In the early 90s, Finland, Norway and Sweden endured major credit-driven housing down cycles, while Japan went through a significantly longer one from ’91 to ’02. The protracted length of Japan’s troubles was caused by an extremely slow loss response and recapitalization process compared to the other three. Admittedly, these parallels to the current U.S. situation are only helpful if we first recognize the obvious differences.
Of course, the sheer dollar size of the U.S. mortgage market dwarfs that of the other countries’. And, as the largest economy in the world combined with the relatively recent engineering, packaging and distribution of Collateralized Debt Obligations, Structured Investment Vehicles, and other mortgage conduits, there is no doubt the U.S. cycle will have vastly greater global impact on foreign banks, equity markets and global growth. However, if we view the aforementioned parallels as a percent of real estate decline, percent of equity price decline and percent of recapitalization costs to GDP, they do provide interesting context to the current trajectory of the U.S. real estate credit bust.

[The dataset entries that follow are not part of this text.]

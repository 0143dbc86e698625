pub mod check;
mod command_result;
pub mod generate;
pub mod init;

pub use command_result::*;
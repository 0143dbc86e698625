use std::{fs, path::Path};

use anyhow::{Context, Result};

use super::{CommandResult, CommandSummary, InitSummary};
use crate::cli::ExitStatus;
use crate::config::{CONFIG_FILE_NAME, default_config_json};

pub fn init() -> Result<CommandResult> {
    let config_path = Path::new(CONFIG_FILE_NAME);

    if config_path.exists() {
        return Ok(CommandResult {
            summary: CommandSummary::Init(InitSummary {
                config_file: CONFIG_FILE_NAME.to_string(),
                error: Some(format!("{} already exists", CONFIG_FILE_NAME)),
            }),
            exit_status: ExitStatus::Failure,
        });
    }

    fs::write(config_path, format!("{}\n", default_config_json()?))
        .with_context(|| format!("Failed to write {}", CONFIG_FILE_NAME))?;

    Ok(CommandResult {
        summary: CommandSummary::Init(InitSummary {
            config_file: CONFIG_FILE_NAME.to_string(),
            error: None,
        }),
        exit_status: ExitStatus::Success,
    })
}
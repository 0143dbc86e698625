use std::process::ExitCode;

use clap::Parser;
use colored::Colorize;
use strtab::cli::{Arguments, ExitStatus};

fn main() -> ExitCode {
    let args = Arguments::parse();

    match strtab::cli::run_cli(args) {
        Ok(status) => status.into(),
        Err(err) => {
            eprintln!("{} {:#}", "Error:".bold().red(), err);
            ExitStatus::Error.into()
        }
    }
}
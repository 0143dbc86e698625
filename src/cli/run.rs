use anyhow::Result;

use super::{
    args::{Arguments, Command},
    commands::{CommandResult, check::check, generate::generate, init::init},
};

/// Dispatch to the command handler.
pub fn run(Arguments { command }: Arguments) -> Result<CommandResult> {
    match command {
        Some(Command::Generate(cmd)) => generate(cmd),
        Some(Command::Check(cmd)) => check(cmd),
        Some(Command::Init) => init(),
        None => {
            anyhow::bail!("No command provided. Use --help to see available commands.")
        }
    }
}
use std::{
    fs,
    path::{Path, PathBuf},
    process::Command,
};

use anyhow::{Context, Ok, Result};
use insta::Settings;
use insta_cmd::get_cargo_bin;
use tempfile::TempDir;

mod check;
mod init;

const BIN_NAME: &str = "strtab";

pub struct CliTest {
    _temp_dir: TempDir,
    project_dir: PathBuf,
}

impl CliTest {
    pub fn new() -> Result<Self> {
        let temp_dir = TempDir::new()?;
        let project_dir = temp_dir.path().canonicalize()?;
        fs::create_dir(project_dir.join(".git"))?;
        Ok(Self {
            _temp_dir: temp_dir,
            project_dir,
        })
    }

    pub fn with_file(path: &str, content: &str) -> Result<Self> {
        let test = Self::new()?;
        test.write_file(path, content)?;
        Ok(test)
    }

    /// A project with a config listing `languages` and one resource file each.
    pub fn with_languages(languages: &[(&str, &str)]) -> Result<Self> {
        let test = Self::new()?;
        let mut entries = Vec::new();
        for (language, xml) in languages {
            let path = format!("res/values-{}/strings.xml", language);
            test.write_file(&path, xml)?;
            entries.push(format!("\"{}\": \"{}\"", language, path));
        }
        test.write_file(
            ".strtabrc.json",
            &format!(
                "{{ \"languages\": {{ {} }}, \"outputDir\": \"gen\" }}",
                entries.join(", ")
            ),
        )?;
        Ok(test)
    }

    pub fn write_file(&self, path: &str, content: &str) -> Result<()> {
        let file_path = self.project_dir.join(path);

        if let Some(parent) = file_path.parent() {
            fs::create_dir_all(parent)
                .with_context(|| format!("Failed to create directory:{}", parent.display()))?;
        }

        fs::write(&file_path, content)
            .with_context(|| format!("Failed to write file: {}", file_path.display()))?;

        Ok(())
    }

    pub fn root(&self) -> &Path {
        &self.project_dir
    }

    pub fn command(&self) -> Command {
        let mut cmd = Command::new(get_cargo_bin(BIN_NAME));
        cmd.current_dir(&self.project_dir);
        cmd.env_clear();
        cmd.env("NO_COLOR", "1"); // Disable colors for consistent test output
        cmd
    }

    pub fn generate_command(&self) -> Command {
        let mut cmd = self.command();
        cmd.arg("generate");
        cmd
    }

    pub fn check_command(&self) -> Command {
        let mut cmd = self.command();
        cmd.arg("check");
        cmd
    }

    /// Snapshot settings that replace the temporary project path with `[PROJECT]`.
    pub fn settings(&self) -> Settings {
        let mut settings = Settings::clone_current();
        settings.add_filter(
            &regex::escape(&self.project_dir.to_string_lossy()),
            "[PROJECT]",
        );
        settings
    }

    pub fn init_command(&self) -> Command {
        let mut cmd = self.command();
        cmd.arg("init");
        cmd
    }

    pub fn read_file(&self, path: &str) -> Result<String> {
        let file_path = self.project_dir.join(path);
        fs::read_to_string(&file_path)
            .with_context(|| format!("Failed to read file: {}", file_path.display()))
    }
}
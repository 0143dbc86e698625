//! C code emission for the shared header and the per-language tables.

mod table;
mod types;

pub use table::emit_table;
pub use types::emit_header;

use crate::config::Config;

/// Placeholder replaced by the language identifier in templates.
pub const LANG_PLACEHOLDER: &str = "{lang}";

/// Placeholder replaced by the header file name in the source prolog.
pub const HEADER_PLACEHOLDER: &str = "{header}";

/// Everything the emitters take from configuration.
#[derive(Debug, Clone, PartialEq, Eq)]
pub struct EmitOptions {
    pub eol: String,
    pub header_file_name: String,
    pub header_prolog: String,
    pub source_prolog: String,
    pub struct_type_name: String,
    pub instance_name: String,
}

impl EmitOptions {
    pub fn from_config(config: &Config) -> Self {
        Self {
            eol: config.eol.clone(),
            header_file_name: config.header_file_name.clone(),
            header_prolog: config.header_prolog.clone(),
            source_prolog: config.source_prolog.clone(),
            struct_type_name: config.struct_type_name.clone(),
            instance_name: config.instance_name.clone(),
        }
    }

    /// Name of the table instance generated for `language`.
    pub fn instance_name(&self, language: &str) -> String {
        render_template(&self.instance_name, language)
    }
}

impl Default for EmitOptions {
    fn default() -> Self {
        Self::from_config(&Config::default())
    }
}

pub fn render_template(template: &str, language: &str) -> String {
    template.replace(LANG_PLACEHOLDER, language)
}

/// Accumulates generated lines, terminating each with the configured EOL.
struct CodeWriter<'a> {
    out: String,
    eol: &'a str,
}

impl<'a> CodeWriter<'a> {
    fn new(eol: &'a str) -> Self {
        Self {
            out: String::new(),
            eol,
        }
    }

    fn line(&mut self, text: &str) {
        self.out.push_str(text);
        self.out.push_str(self.eol);
    }

    fn blank(&mut self) {
        self.out.push_str(self.eol);
    }

    /// Prologs are written by users with plain `\n`; re-terminate each line.
    fn prolog(&mut self, text: &str) {
        for line in text.lines() {
            self.line(line);
        }
    }

    fn finish(self) -> String {
        self.out
    }
}
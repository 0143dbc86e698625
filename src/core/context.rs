//! Run context: merged configuration plus resolved input and output paths.

use std::{
    env,
    path::{Path, PathBuf},
};

use anyhow::{Context, Result};

use crate::config::{Config, load_config, load_config_file};
use crate::core::emit::{EmitOptions, render_template};

/// One configured language and the resource file it is read from.
#[derive(Debug, Clone, PartialEq, Eq)]
pub struct LanguageInput {
    pub language: String,
    pub path: PathBuf,
}

/// Command-line overrides applied on top of the loaded configuration.
#[derive(Debug, Clone, Default)]
pub struct Overrides {
    /// Explicit config file, relative to the working directory.
    pub config: Option<PathBuf>,
    pub output_dir: Option<PathBuf>,
    pub verbose: bool,
    pub show_output: bool,
}

/// Context shared by the generate and check commands.
///
/// Configuration is loaded with the following priority (highest to lowest):
/// 1. CLI arguments (e.g., `--output-dir gen`)
/// 2. `.strtabrc.json` config file
/// 3. Built-in defaults
pub struct GenerateContext {
    /// Merged configuration (CLI args > config file > defaults).
    pub config: Config,

    /// Directory relative paths in the config are resolved against.
    pub base_dir: PathBuf,

    /// Languages in generation order, with resolved input paths.
    pub inputs: Vec<LanguageInput>,

    /// Directory generated files are written to.
    pub output_dir: PathBuf,

    /// Print each parsed entry.
    pub verbose: bool,

    /// Echo each generated file after writing it.
    pub show_output: bool,
}

impl GenerateContext {
    pub fn new(args: &Overrides) -> Result<Self> {
        let current_dir = env::current_dir().context("Failed to read current directory")?;
        let config_result = match &args.config {
            Some(path) => load_config_file(&current_dir.join(path))?,
            None => load_config(&current_dir)?,
        };

        if args.verbose && !config_result.from_file {
            eprintln!("Note: No .strtabrc.json found, using default configuration");
        }

        let mut config = config_result.config;
        if let Some(ref output_dir) = args.output_dir {
            // Relative to the working directory, not the config file
            config.output_dir = current_dir.join(output_dir).to_string_lossy().to_string();
        }
        config.verbose |= args.verbose;
        config.show_output |= args.show_output;

        Ok(Self::from_config(config, config_result.base_dir))
    }

    pub fn from_config(config: Config, base_dir: PathBuf) -> Self {
        let inputs = config
            .languages
            .iter()
            .map(|(language, path)| LanguageInput {
                language: language.clone(),
                path: resolve(&base_dir, path),
            })
            .collect();
        let output_dir = resolve(&base_dir, &config.output_dir);

        Self {
            verbose: config.verbose,
            show_output: config.show_output,
            config,
            base_dir,
            inputs,
            output_dir,
        }
    }

    pub fn emit_options(&self) -> EmitOptions {
        EmitOptions::from_config(&self.config)
    }

    pub fn languages(&self) -> Vec<String> {
        self.inputs.iter().map(|i| i.language.clone()).collect()
    }

    pub fn header_path(&self) -> PathBuf {
        self.output_dir.join(&self.config.header_file_name)
    }

    pub fn source_path(&self, language: &str) -> PathBuf {
        self.output_dir
            .join(render_template(&self.config.source_file_name, language))
    }
}

fn resolve(base_dir: &Path, path: &str) -> PathBuf {
    let path = Path::new(path);
    if path.is_absolute() {
        path.to_path_buf()
    } else {
        let rel = path.strip_prefix(".").unwrap_or(path);
        base_dir.join(rel)
    }
}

In each of these housing credit cycles easy mortgage credit drove a self-reinforcing increase in home prices which subsequently reversed to the inevitable cycle of collateral impairment when the trend shifted. Declines in mortgage collateral devastated the banking sectors and required major government interventions. In Sweden the government guaranteed the assets of the entire banking system, while Finland and Norway’s governments guaranteed a majority of their bank deposits.
Excluding Japan from the data set due to its extended 12-year recapitalization process, the U.S. still significantly lags the data declines from the Finland, Norway, and Sweden examples. So far the U.S. housing market has declined 24% from its high, versus an average decline of 39% for the other three. U.S. banking equities, as represented by the KBW bank index have declined 58% so far, while the financial stocks in the other three countries declined an average of 85%. Recapitalization costs for the group averaged a total of 7.6% of GDP while the U.S. is today roughly at 3% of GDP and climbing. Lastly, recovery to trend GDP took an average of 7.6 years for the set of countries.